A production RAG pipeline today is typically broken into five phases. Each is a research topic of its own.
Raw documents - PDFs, HTML pages, Slack messages, code repositories, audio transcripts - are normalized to text and split into chunks. Common chunking strategies are described in detail below; the canonical default is recursive character splitting at 256-1024 token granularity with 10-20% overlap.
Each chunk is passed through an embedding model (typically 256-3072 dimensions) and stored in a vector database together with the original text and metadata. Most production indexes use HNSW (Hierarchical Navigable Small World) or IVF-PQ (Inverted File with Product Quantization) for approximate nearest-neighbor search, both of which trade a small recall loss for sub-100ms latency over hundreds of millions of vectors.[^16] Many systems index BM25 tokens alongside the embeddings to enable hybrid search.
At query time, the user query is embedded (and optionally tokenized for BM25), the top-K nearest chunks are retrieved, and an optional reranker is applied to re-order them. Typical K is 20-100 before reranking and 3-10 after.
The chosen passages are inserted into the model's prompt, usually in a template such as:
You are an assistant. Use only the context below.
<context>
{passage_1}
{passage_2}
...
</context>
Question: {user_query}
Augmentation can also include metadata (source URLs, dates, scores), citations, or system instructions to refuse when context is irrelevant.

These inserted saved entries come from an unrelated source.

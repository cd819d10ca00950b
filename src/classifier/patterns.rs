//! Shapes of known tile server metadata endpoints

use lazy_static::lazy_static;
use regex::RegexSet;
use serde::{Deserialize, Serialize};

/// IIIF Image API request: /region/size/rotation/quality.format
pub const IIIF_IMAGE_PATH: &str = concat!(
    r"/\^?(full|square|(pct:)?\d+,\d+,\d+,\d+)",
    r"/(full|max|\d+,|,\d+|pct:\d+|!?\d+,\d+)",
    r"/!?[1-3]?[0-9]?[0-9]",
    r"/(color|gray|bitonal|default|native)",
    r"\.(jpe?g|tiff?|png|gif|jp2|pdf|webp)",
);

#[derive(Debug, Clone, Copy, PartialEq, Eq, Hash, Serialize, Deserialize)]
#[serde(rename_all = "kebab-case")]
pub enum TileFormat {
    Zoomify,
    Iiif,
    IipImage,
    DeepZoom,
    ImageServer,
    TilesInfo,
    ZoomifyPff,
    Hungaricana,
    Mnesys,
    GoogleArts,
}

/// Metadata endpoint patterns, tried in order; the first hit names the format
pub static METADATA_TABLE: &[(&str, TileFormat)] = &[
    (r"/ImageProperties.xml", TileFormat::Zoomify),
    (r"/info.json", TileFormat::Iiif),
    (r"\?FIF=", TileFormat::IipImage),
    (r"_files/0/0_0.jpg(?:\?.*)?$", TileFormat::DeepZoom),
    (r"\.img.\\?cmd=info", TileFormat::ImageServer),
    (r"getTilesInfo\?object_id", TileFormat::TilesInfo),
    (r"\.pff(&requestType=1)?$", TileFormat::ZoomifyPff),
    (r"\.ecw(?:\?.*)?$", TileFormat::Hungaricana),
    (r"/p.xml(?:\?.*)?$", TileFormat::Mnesys),
    (IIIF_IMAGE_PATH, TileFormat::Iiif),
    (r"artsandculture\.google\.com/asset/", TileFormat::GoogleArts),
];

lazy_static! {
    static ref METADATA_SET: RegexSet =
        RegexSet::new(METADATA_TABLE.iter().map(|(pattern, _)| *pattern)).unwrap();
}

/// Format of the first metadata pattern matching `url`
pub fn match_metadata(url: &str) -> Option<TileFormat> {
    METADATA_SET
        .matches(url)
        .iter()
        .next()
        .map(|index| METADATA_TABLE[index].1)
}

impl TileFormat {
    pub fn name(&self) -> &'static str {
        match self {
            TileFormat::Zoomify => "Zoomify",
            TileFormat::Iiif => "IIIF",
            TileFormat::IipImage => "IIPImage",
            TileFormat::DeepZoom => "Deep Zoom",
            TileFormat::ImageServer => "ImageServer",
            TileFormat::TilesInfo => "Tiles info",
            TileFormat::ZoomifyPff => "Zoomify PFF",
            TileFormat::Hungaricana => "Hungaricana",
            TileFormat::Mnesys => "Mnesys",
            TileFormat::GoogleArts => "Google Arts & Culture",
        }
    }
}

impl std::fmt::Display for TileFormat {
    fn fmt(&self, f: &mut std::fmt::Formatter<'_>) -> std::fmt::Result {
        f.write_str(self.name())
    }
}
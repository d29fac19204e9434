//! Per-platform field encodings.
//!
//! Each vehicle sub-platform encodes the same logical commands with different
//! signal tables and checksum variants. The controller selects one codec at
//! construction and holds it as a trait object; it is never re-dispatched per
//! call inside a cycle.

use crate::checksum::ChecksumKind;
use crate::relay::TransformOutcome;
use crate::types::{AudibleAlert, FieldMap, HudDirectives, VisualAlert};

pub mod mqb;

pub use mqb::MqbCodec;

#[derive(Debug, Clone, Copy, PartialEq, Eq)]
pub struct MessageSpec {
    pub name: &'static str,
    pub address: u32,
    pub checksum: ChecksumKind,
}

/// The outgoing message catalog of one platform.
#[derive(Debug)]
pub struct MessageCatalog {
    pub steering: MessageSpec,
    pub eps: MessageSpec,
    pub lka_hud: MessageSpec,
    pub acc_buttons: MessageSpec,
    pub acc_1: MessageSpec,
    pub acc_2: MessageSpec,
    pub tsk: MessageSpec,
    pub acc_hud_1: MessageSpec,
    pub acc_hud_2: MessageSpec,
    pub acc_hud_3: MessageSpec,
}

impl MessageCatalog {
    pub fn all(&self) -> [&MessageSpec; 10] {
        [
            &self.steering,
            &self.eps,
            &self.lka_hud,
            &self.acc_buttons,
            &self.acc_1,
            &self.acc_2,
            &self.tsk,
            &self.acc_hud_1,
            &self.acc_hud_2,
            &self.acc_hud_3,
        ]
    }

    pub fn find(&self, name: &str) -> Option<&MessageSpec> {
        self.all().into_iter().find(|spec| spec.name == name)
    }
}

/// How the cruise-button frame handles its sequence counter.
#[derive(Debug, Clone, Copy, PartialEq, Eq)]
pub enum CounterMode {
    /// Advance the observed counter by one; used when we originate the press.
    Advance,
    /// Leave the observed counter untouched; the relay gate paces emission.
    Stock,
}

#[derive(Debug, Clone, Copy)]
pub struct ButtonsCommand {
    pub counter_mode: CounterMode,
    /// Emulated press code: 0 none, 1 accel step, 2 decel step, 3 resume, 4 set.
    pub buttons: u8,
    pub cancel: bool,
    pub resume: bool,
    pub stock_gap_control: bool,
}

/// Longitudinal command fields shared by both acceleration frames.
#[derive(Debug, Clone, Copy)]
pub struct AccCommand {
    pub acc_type: u8,
    /// Final clamped acceleration, m/s^2.
    pub accel: f32,
    /// ACC control mode code (0/2/3/4/7).
    pub control: u8,
    pub near_stop: bool,
    pub starting: bool,
    pub esp_hold: bool,
    pub lead_accel: Option<f32>,
    pub stopping_distance: Option<f32>,
    pub v_ego: f32,
    pub a_ego: f32,
}

impl AccCommand {
    pub fn enabled(&self) -> bool {
        matches!(self.control, 3 | 4)
    }
}

#[derive(Debug, Clone, Copy)]
pub struct AccHudCommand {
    pub status: u8,
    pub set_speed_kph: f32,
    pub set_speed_reached: bool,
    pub lead_distance: u16,
    pub distance_bars: u8,
}

impl AccHudCommand {
    pub fn engaged(&self) -> bool {
        matches!(self.status, 3 | 4)
    }
}

/// Field encoders for one platform. All methods are pure over their inputs.
pub trait PlatformCodec: core::fmt::Debug {
    fn catalog(&self) -> &'static MessageCatalog;

    fn acc_control_value(
        &self,
        cruise_available: bool,
        overriding: bool,
        acc_faulted: bool,
        long_active: bool,
    ) -> u8;

    fn acc_hud_status_value(
        &self,
        cruise_available: bool,
        overriding: bool,
        acc_faulted: bool,
        long_active: bool,
    ) -> u8;

    /// Display code for the lane-assist takeover text, 0 when nothing to show.
    fn lka_alert_code(&self, visual: VisualAlert, audible: AudibleAlert) -> u8;

    fn steering_control(&self, values: &mut FieldMap, apply_torque: i32, enabled: bool);
    fn eps_update(&self, values: &mut FieldMap, simulated_torque: f32);
    fn tsk_update(&self, values: &mut FieldMap, stock_acc_1: Option<&FieldMap>)
        -> TransformOutcome;
    fn lka_hud(&self, values: &mut FieldMap, alert_code: u8, hud: &HudDirectives);
    fn acc_buttons(&self, values: &mut FieldMap, cmd: &ButtonsCommand);
    fn acc_accel_1(&self, values: &mut FieldMap, cmd: &AccCommand);
    fn acc_accel_2(&self, values: &mut FieldMap, cmd: &AccCommand);
    fn acc_hud_1(&self, values: &mut FieldMap, cmd: &AccHudCommand);
    fn acc_hud_2(&self, values: &mut FieldMap, cmd: &AccHudCommand);
    fn acc_hud_3(&self, values: &mut FieldMap, cmd: &AccHudCommand);
}

pub(crate) fn set(values: &mut FieldMap, key: &'static str, value: f32) {
    let inserted = values.insert(key, value);
    debug_assert!(inserted.is_ok(), "field map capacity exceeded for `{key}`");
}

pub(crate) fn set_bool(values: &mut FieldMap, key: &'static str, value: bool) {
    set(values, key, if value { 1.0 } else { 0.0 });
}

pub(crate) fn get(values: &FieldMap, key: &str) -> Option<f32> {
    values.get(key).copied()
}

#[cfg(test)]
mod tests {
    use super::*;

    #[test]
    fn set_replaces_an_existing_field_without_consuming_capacity() {
        let mut values = FieldMap::new();
        set(&mut values, "ACC_Status_ACC", 2.0);
        set(&mut values, "ACC_Status_ACC", 3.0);
        assert_eq!(get(&values, "ACC_Status_ACC"), Some(3.0));
        assert_eq!(values.len(), 1);
    }

    #[cfg(debug_assertions)]
    #[test]
    #[should_panic(expected = "field map capacity exceeded")]
    fn set_flags_a_field_dropped_at_capacity() {
        const FILLER: [&str; 32] = [
            "f00", "f01", "f02", "f03", "f04", "f05", "f06", "f07", "f08", "f09", "f10", "f11",
            "f12", "f13", "f14", "f15", "f16", "f17", "f18", "f19", "f20", "f21", "f22", "f23",
            "f24", "f25", "f26", "f27", "f28", "f29", "f30", "f31",
        ];
        let mut values = FieldMap::new();
        for key in FILLER {
            set(&mut values, key, 0.0);
        }
        set(&mut values, "one_field_too_many", 0.0);
    }
}
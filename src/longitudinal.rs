//! Longitudinal command synthesis and lead-distance display encoding.

use crate::platform::PlatformCodec;
use crate::types::{
    clip, ButtonEvent, DriveIntent, LongControlPhase, VehicleLimits, VehicleStateSnapshot,
};

/// Cycle-scoped longitudinal plan threaded into the acceleration, status and
/// HUD frames.
#[derive(Debug, Clone, Copy)]
pub struct LongPlan {
    /// Final clamped acceleration, m/s^2; 0 unless active and not overriding.
    pub accel: f32,
    /// ACC control mode code: 7 faulted, 4 overriding, 3 active, 2 available, 0 off.
    pub control: u8,
    pub active: bool,
    pub overriding: bool,
    pub cancel_pressed: bool,
    pub near_stop: bool,
    pub starting: bool,
    pub esp_hold: bool,
    pub lead_accel: Option<f32>,
    pub stopping_distance: Option<f32>,
}

impl LongPlan {
    pub fn compute(
        intent: &DriveIntent,
        snapshot: &VehicleStateSnapshot,
        limits: &VehicleLimits,
        codec: &dyn PlatformCodec,
    ) -> Self {
        let cancel_pressed = intent.button_pressed(ButtonEvent::Cancel);

        // The extra conditions keep the downstream safety filter from dropping
        // frames; the stock ACC faults after a run of missing messages.
        let active = intent.long_active && !snapshot.brake_pressed && !cancel_pressed;
        let overriding = (intent.cruise_override || (active && snapshot.gas_pressed))
            && !snapshot.brake_pressed
            && !cancel_pressed;
        let control = codec.acc_control_value(
            snapshot.cruise_available,
            overriding,
            snapshot.acc_faulted,
            active,
        );

        let accel = if active && !overriding {
            clip(intent.accel, limits.accel_min, limits.accel_max)
        } else {
            0.0
        };

        let stopping = intent.long_phase == LongControlPhase::Stopping;
        let near_stop = stopping && snapshot.v_ego < limits.v_ego_stopping;
        let starting = intent.long_phase == LongControlPhase::Pid
            && (snapshot.esp_hold_confirmation || snapshot.v_ego < limits.v_ego_stopping);

        let lead_accel = intent.hud.lead_accel.filter(|a| !a.is_nan());
        let stopping_distance = intent
            .hud
            .lead_distance
            .map(|d| (d - limits.stop_distance_offset).max(0.0));

        Self {
            accel,
            control,
            active,
            overriding,
            cancel_pressed,
            near_stop,
            starting,
            esp_hold: snapshot.esp_hold_confirmation,
            lead_accel,
            stopping_distance,
        }
    }
}

// Following-time calibration window mapped onto the display scale.
const MIN_RELATIVE_TIME_S: f32 = 0.8333;
const MAX_RELATIVE_TIME_S: f32 = 3.1667;
/// Speed floor for the following-time division near standstill.
const V_EGO_FLOOR: f32 = 2.5;

/// Hysteresis filter mapping continuous following distance onto the discrete
/// cluster display index.
#[derive(Debug, Default)]
pub struct LeadDistanceFilter {
    last_value: f32,
}

impl LeadDistanceFilter {
    pub fn new() -> Self {
        Self::default()
    }

    pub fn encode(
        &mut self,
        v_ego: f32,
        lead_visible: bool,
        lead_distance: Option<f32>,
        upscale: bool,
    ) -> u16 {
        let (min_value, max_value) = if upscale { (64.0, 1023.0) } else { (1.0, 15.0) };

        match lead_distance {
            Some(distance) if distance > 0.0 => {
                let t_lead = distance / v_ego.max(V_EGO_FLOOR);
                let fraction =
                    (t_lead - MIN_RELATIVE_TIME_S) / (MAX_RELATIVE_TIME_S - MIN_RELATIVE_TIME_S);
                let mut value = clip(fraction, 0.0, 1.0) * (max_value - min_value) + min_value;
                // Hysteresis against oscillation around a bin boundary.
                if (value - self.last_value).abs() > 0.5 {
                    self.last_value = value;
                } else {
                    value = self.last_value;
                }
                value.round() as u16
            }
            _ => {
                if lead_visible {
                    max_value as u16
                } else {
                    0
                }
            }
        }
    }
}

#[cfg(test)]
mod tests {
    use super::*;

    #[test]
    fn following_time_maps_onto_display_scale() {
        let mut filter = LeadDistanceFilter::new();
        // 20 m at 10 m/s: 2.0 s following time, half way up the window.
        let value = filter.encode(10.0, true, Some(20.0), false);
        assert_eq!(value, 8);
        // Saturates at the top of the window.
        let mut filter = LeadDistanceFilter::new();
        assert_eq!(filter.encode(10.0, true, Some(40.0), false), 15);
    }

    #[test]
    fn hysteresis_repeats_previous_index() {
        let mut filter = LeadDistanceFilter::new();
        let first = filter.encode(10.0, true, Some(20.0), false);
        // A nudge below the 0.5 threshold keeps the previous value exactly.
        let second = filter.encode(10.0, true, Some(20.05), false);
        assert_eq!(first, second);
        // A large change moves the index.
        let third = filter.encode(10.0, true, Some(30.0), false);
        assert_ne!(first, third);
    }

    #[test]
    fn no_lead_distance_uses_visibility_fallback() {
        let mut filter = LeadDistanceFilter::new();
        assert_eq!(filter.encode(10.0, true, None, false), 15);
        assert_eq!(filter.encode(10.0, false, None, false), 0);
        assert_eq!(filter.encode(10.0, true, None, true), 1023);
    }

    #[test]
    fn speed_floor_avoids_divide_by_zero_at_standstill() {
        let mut filter = LeadDistanceFilter::new();
        let value = filter.encode(0.0, true, Some(10.0), false);
        // 10 m at the 2.5 m/s floor: 4.0 s following time, clamped to max.
        assert_eq!(value, 15);
    }
}
use carcmd::steering::TorqueLimiter;
use carcmd::types::VehicleLimits;

#[test]
fn commanded_torque_never_exceeds_the_configured_max() {
    let limits = VehicleLimits::mqb();
    let mut limiter = TorqueLimiter::new();

    // Saturating requests with alternating sign and heavy driver input.
    for cycle in 0..2000_u64 {
        let desired = if (cycle / 50) % 2 == 0 { 1.0 } else { -1.0 };
        let driver = 150.0 * ((cycle % 7) as f32 - 3.0);
        let out = limiter.apply(desired, driver, true, true, &limits);
        assert!(out.torque.abs() <= limits.steer_max);
    }
}

#[test]
fn rate_limit_holds_between_consecutive_cycles() {
    let limits = VehicleLimits::mqb();
    let mut limiter = TorqueLimiter::new();
    let mut last = 0;

    for _ in 0..500 {
        let out = limiter.apply(1.0, 0.0, true, true, &limits);
        let delta = out.torque - last;
        assert!(delta <= limits.steer_delta_up);
        assert!(delta >= -limits.steer_delta_down);
        last = out.torque;
    }
}

#[test]
fn stuck_torque_is_nudged_toward_zero_and_the_window_restarts() {
    let limits = VehicleLimits::mqb();
    let mut limiter = TorqueLimiter::new();

    // Ramp up to saturation, where the commanded value stops changing.
    let mut torque = 0;
    for _ in 0..200 {
        torque = limiter.apply(1.0, 0.0, true, true, &limits).torque;
    }
    assert_eq!(torque, limits.steer_max);

    // The command must never sit bit-identical past the stuck-torque window.
    let window_steps = limits.stuck_torque_cycles() / limits.steer_step;
    let mut same_run = 0_u64;
    let mut nudged = false;
    for _ in 0..3 * window_steps {
        let next = limiter.apply(1.0, 0.0, true, true, &limits).torque;
        if next == torque {
            same_run += 1;
            assert!(same_run * limits.steer_step <= limits.stuck_torque_cycles());
        } else {
            // A nudge steps one unit toward zero; the rate limiter then walks
            // straight back to saturation.
            assert_eq!((next - torque).abs(), 1);
            same_run = 0;
            if next < torque {
                nudged = true;
            }
        }
        torque = next;
    }
    assert!(nudged);
}

#[test]
fn disable_resets_the_uninterrupted_steering_timer_in_the_same_cycle() {
    let limits = VehicleLimits::mqb();
    let mut limiter = TorqueLimiter::new();

    for _ in 0..100 {
        limiter.apply(1.0, 0.0, true, true, &limits);
    }
    assert!(limiter.uninterrupted_cycles() > 0);

    let out = limiter.apply(1.0, 0.0, false, true, &limits);
    assert_eq!(out.torque, 0);
    assert!(!out.enabled);
    assert_eq!(limiter.uninterrupted_cycles(), 0);
}

#[test]
fn zero_output_with_lat_active_also_resets_the_timer() {
    let limits = VehicleLimits::mqb();
    let mut limiter = TorqueLimiter::new();

    for _ in 0..100 {
        limiter.apply(1.0, 0.0, true, true, &limits);
    }
    // Wind back down to zero; the cycle that lands on zero disables output.
    for _ in 0..100 {
        limiter.apply(0.0, 0.0, true, true, &limits);
    }
    assert_eq!(limiter.last_torque(), 0);
    assert_eq!(limiter.uninterrupted_cycles(), 0);
}

#[test]
fn soft_disable_alert_raises_before_the_eps_time_limit() {
    let limits = VehicleLimits::mqb();
    let mut limiter = TorqueLimiter::new();

    let alert_steps = limits.steer_alert_cycles() / limits.steer_step;
    for _ in 0..alert_steps {
        limiter.apply(1.0, 0.0, true, true, &limits);
        assert!(!limiter.soft_disable_alert());
    }
    limiter.apply(1.0, 0.0, true, true, &limits);
    assert!(limiter.soft_disable_alert());

    // Any interruption clears the alert.
    limiter.apply(0.0, 0.0, false, true, &limits);
    assert!(!limiter.soft_disable_alert());
}

#[test]
fn eps_not_ready_forces_output_off() {
    let limits = VehicleLimits::mqb();
    let mut limiter = TorqueLimiter::new();
    let out = limiter.apply(1.0, 0.0, true, false, &limits);
    assert_eq!(out.torque, 0);
    assert!(!out.enabled);
}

The augmented prompt is sent to an LLM, which produces an answer. Many production systems include a final citation step that maps spans of the answer back to specific retrieved chunks, and a guardrail step that checks whether the answer is supported by the retrieved evidence (see Evaluation, below).
Embedding quality is one of the strongest determinants of retrieval recall. The space of embedding models has grown rapidly since 2022, and the Massive Text Embedding Benchmark (MTEB) leaderboard, introduced by Muennighoff et al. at HuggingFace in late 2022, has become the de-facto evaluation harness.[^17] As of early 2026, commonly used embeddings include:
bge-large-en-v1.5 and bge-m3 (multilingual, multi-functional, multi-granularity), which were near the top of MTEB through 2023-2024.[^22]gte-large and gte-Qwen2-7B-instruct.[^23]e5-large-v2, multilingual-e5-large).[^24]nomic-embed-text-v1.5), the first fully reproducible open embedding model with training data and code released.[^26]There is no single best embedding model: choice depends on language coverage, max context, dimensionality, licensing, and how well the model was pre-trained on the target domain.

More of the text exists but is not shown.